DeepChemによる溶解度予測 (Graph convolution, ニューラルネットワーク)

環境: macOS Sierra 10.12.5, CPU: 3.3 GHz Intel Core i5, メモリ: 8 GB. Python 3.5.3, DeepChem 1.1.0, TensorFlow 1.0.1, RDKit 2017.03.3.
参考サイト: Graph convolution regression with deepchem – Is life worth living?

DeepChemは化合物のグラフ構造に対して畳み込み演算 (Graph convolution) を行うための機械学習ライブラリです.化合物のGraph convolutionについては,Altae-Tran et al., (2017) のfigure (右図, Copyright © 2017 American Chemical Society) がパッと分かりやすい気がします (Altae-Tran, H., et al. ACS Cent. Sci. 2017, 3, 283. doi: 10.1021/acscentsci.6b00367).

では,参考サイトの見様見真似でやってみます.

Installing DeepChem on macOS Sierra

OSは64bit Linuxしかサポートしていないそうですが,macOSにインストールしてみます.Condaを利用した方法が簡単そうなのでこれを採用しました (https://github.com/deepchem/deepchem).

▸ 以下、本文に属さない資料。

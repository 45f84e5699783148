use sentinel_vision::BroadcastResult;
use std::sync::Arc;
use tokio::sync::watch;

/// A result as it sits in the store, tagged with its publish sequence.
#[derive(Debug)]
pub struct Published {
    pub seq: u64,
    pub result: BroadcastResult,
}

/// Single-slot, last-write-wins holder of the newest result.
///
/// Values are swapped in whole behind an `Arc`, so a reader holds either the
/// previous or the new result and never a mix of the two.
#[derive(Clone)]
pub struct LatestResultStore {
    tx: Arc<watch::Sender<Option<Arc<Published>>>>,
}

impl LatestResultStore {
    pub fn new() -> Self {
        let (tx, _) = watch::channel(None);
        Self { tx: Arc::new(tx) }
    }

    /// Replace the current result. Returns the sequence assigned to it.
    pub fn publish(&self, result: BroadcastResult) -> u64 {
        let mut seq = 0;
        self.tx.send_modify(|current| {
            seq = current.as_ref().map_or(0, |p| p.seq) + 1;
            *current = Some(Arc::new(Published { seq, result }));
        });
        seq
    }

    pub fn snapshot(&self) -> Option<Arc<Published>> {
        self.tx.borrow().clone()
    }

    /// Sequence of the current result, 0 before the first publish.
    pub fn current_seq(&self) -> u64 {
        self.tx.borrow().as_ref().map_or(0, |p| p.seq)
    }
}

impl Default for LatestResultStore {
    fn default() -> Self {
        Self::new()
    }
}

#[cfg(test)]
mod tests {
    use super::*;
    use sentinel_vision::FrameStatus;

    /// Every field encodes `id`, so a torn read would show up as a mismatch.
    fn result(id: u64) -> BroadcastResult {
        BroadcastResult {
            encoded_image: id.to_le_bytes().to_vec(),
            detections: Vec::new(),
            status: if id % 2 == 0 { FrameStatus::Ok } else { FrameStatus::Intrusion },
            captured_at_ms: id as i64,
            frame_seq: id,
        }
    }

    #[test]
    fn empty_until_first_publish() {
        let store = LatestResultStore::new();
        assert!(store.snapshot().is_none());
        assert_eq!(store.current_seq(), 0);
    }

    #[test]
    fn publish_replaces_and_numbers() {
        let store = LatestResultStore::new();
        assert_eq!(store.publish(result(10)), 1);
        assert_eq!(store.publish(result(11)), 2);

        let current = store.snapshot().unwrap();
        assert_eq!(current.seq, 2);
        assert_eq!(current.result.frame_seq, 11);
        assert_eq!(store.current_seq(), 2);
    }

    #[test]
    fn held_snapshot_is_unaffected_by_later_publish() {
        let store = LatestResultStore::new();
        store.publish(result(1));
        let held = store.snapshot().unwrap();
        store.publish(result(2));
        assert_eq!(held.result.frame_seq, 1);
        assert_eq!(store.snapshot().unwrap().result.frame_seq, 2);
    }

    #[tokio::test(flavor = "multi_thread", worker_threads = 4)]
    async fn concurrent_snapshots_never_tear() {
        let store = LatestResultStore::new();
        let writer = {
            let store = store.clone();
            tokio::task::spawn_blocking(move || {
                for id in 0..5_000u64 {
                    store.publish(result(id));
                }
            })
        };

        let readers: Vec<_> = (0..3)
            .map(|_| {
                let store = store.clone();
                tokio::task::spawn_blocking(move || {
                    let mut last_seq = 0;
                    for _ in 0..5_000 {
                        let Some(p) = store.snapshot() else { continue };
                        let id = p.result.frame_seq;
                        assert_eq!(p.result.encoded_image, id.to_le_bytes().to_vec());
                        assert_eq!(p.result.captured_at_ms, id as i64);
                        assert_eq!(p.seq, id + 1);
                        assert!(p.seq >= last_seq, "went back from {last_seq} to {}", p.seq);
                        last_seq = p.seq;
                    }
                })
            })
            .collect();

        writer.await.unwrap();
        for reader in readers {
            reader.await.unwrap();
        }
        assert_eq!(store.current_seq(), 5_000);
    }
}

(anaconda3-4.4.0)$ git clone https://github.com/deepchem/deepchem.git
(anaconda3-4.4.0)$ cd deepchem

scripts/install_deepchem_conda.shの

if [ "$python_version" == "3.5" ]
then
    export protobuf_url=https://storage.googleapis.com/tensorflow/linux/cpu/protobuf-3.1.0-cp35-none-linux_x86_64.whl
else
    export protobuf_url=https://storage.googleapis.com/tensorflow/linux/cpu/protobuf-3.1.0-cp27-none-linux_x86_64.whl
fi

の部分を

if [ "$python_version" == "3.5" ]
then
    export protobuf_url=https://storage.googleapis.com/tensorflow/mac/cpu/protobuf-3.1.0-cp35-none-macosx_10_11_x86_64
else
    export protobuf_url=https://storage.googleapis.com/tensorflow/mac/cpu/protobuf-3.1.0-cp27-none-macosx_10_11_x86_64
fi

に書き換えます.

(anaconda3-4.4.0)$ bash scripts/install_deepchem_conda.sh deepchem
(anaconda3-4.4.0)$ source activate deepchem

TensorFlowは1.0.1がインストールされました.これは拡張命令がサポートされていないと表示が出るので前回と同じようにビルドします (適当なディレクトリに移動).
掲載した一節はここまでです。